** TASK DETAILS **
Whenever "against" appears in a line of the entries below, that line counts; give the total only.

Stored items
+ + + + +
//! Message reordering layer — the fixed five-group ordering contract.
//!
//! Model-invocation libraries hand the pipeline message groups in whatever
//! order they were produced (search results, history, injected context,
//! the live message). If injected system context is not first, models treat
//! it as mid-conversation chatter instead of authoritative framing, so this
//! layer imposes:
//!
//! **system/injected context → retrieval results → filtered history →
//! current user message → existing responses**
//!
//! History is re-filtered here with fresh token totals of the other four
//! groups, since their sizes are only known once those groups are final.

use crate::history::filter_history;
use crate::token;
use opsdesk_config::BudgetConfig;
use opsdesk_core::message::ThreadMessage;

/// The five message groups composing one model request.
#[derive(Debug, Clone, Default)]
pub struct MessageGroups {
    /// Injected system context (the merged block and any hook additions).
    pub system_context: Vec<ThreadMessage>,

    /// Model-driven retrieval results arriving as messages.
    pub retrieval_results: Vec<ThreadMessage>,

    /// Thread history (already filtered once at assembly; re-filtered here).
    pub history: Vec<ThreadMessage>,

    /// The live user message.
    pub current: Option<ThreadMessage>,

    /// Responses already produced earlier in a multi-step turn.
    pub existing_responses: Vec<ThreadMessage>,

    /// Tokens inside `system_context` that duplicate the history group
    /// (a rendered history section in an injected context block). Excluded
    /// from the reserve so history is not charged twice.
    pub history_tokens_in_context: usize,
}

/// Flatten the groups into the contract order, re-filtering history
/// against the finalized token totals of the other four groups.
pub fn reorder_groups(groups: MessageGroups, config: &BudgetConfig) -> Vec<ThreadMessage> {
    let mut reserved = token::estimate_messages_tokens(&groups.system_context)
        + token::estimate_messages_tokens(&groups.retrieval_results)
        + token::estimate_messages_tokens(&groups.existing_responses);
    if let Some(current) = &groups.current {
        reserved += token::estimate_message_tokens(current);
    }
    // An injected block that renders history would otherwise charge that
    // history against itself.
    reserved = reserved.saturating_sub(groups.history_tokens_in_context);

    let filtered = filter_history(&groups.history, reserved, config);

    let mut out = Vec::with_capacity(
        groups.system_context.len()
            + groups.retrieval_results.len()
            + filtered.messages.len()
            + 1
            + groups.existing_responses.len(),
    );
    out.extend(groups.system_context);
    out.extend(groups.retrieval_results);
    out.extend(filtered.messages);
    if let Some(current) = groups.current {
        out.push(current);
    }
    out.extend(groups.existing_responses);
    out
}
+ + + + +
** TASK SOLUTION **
2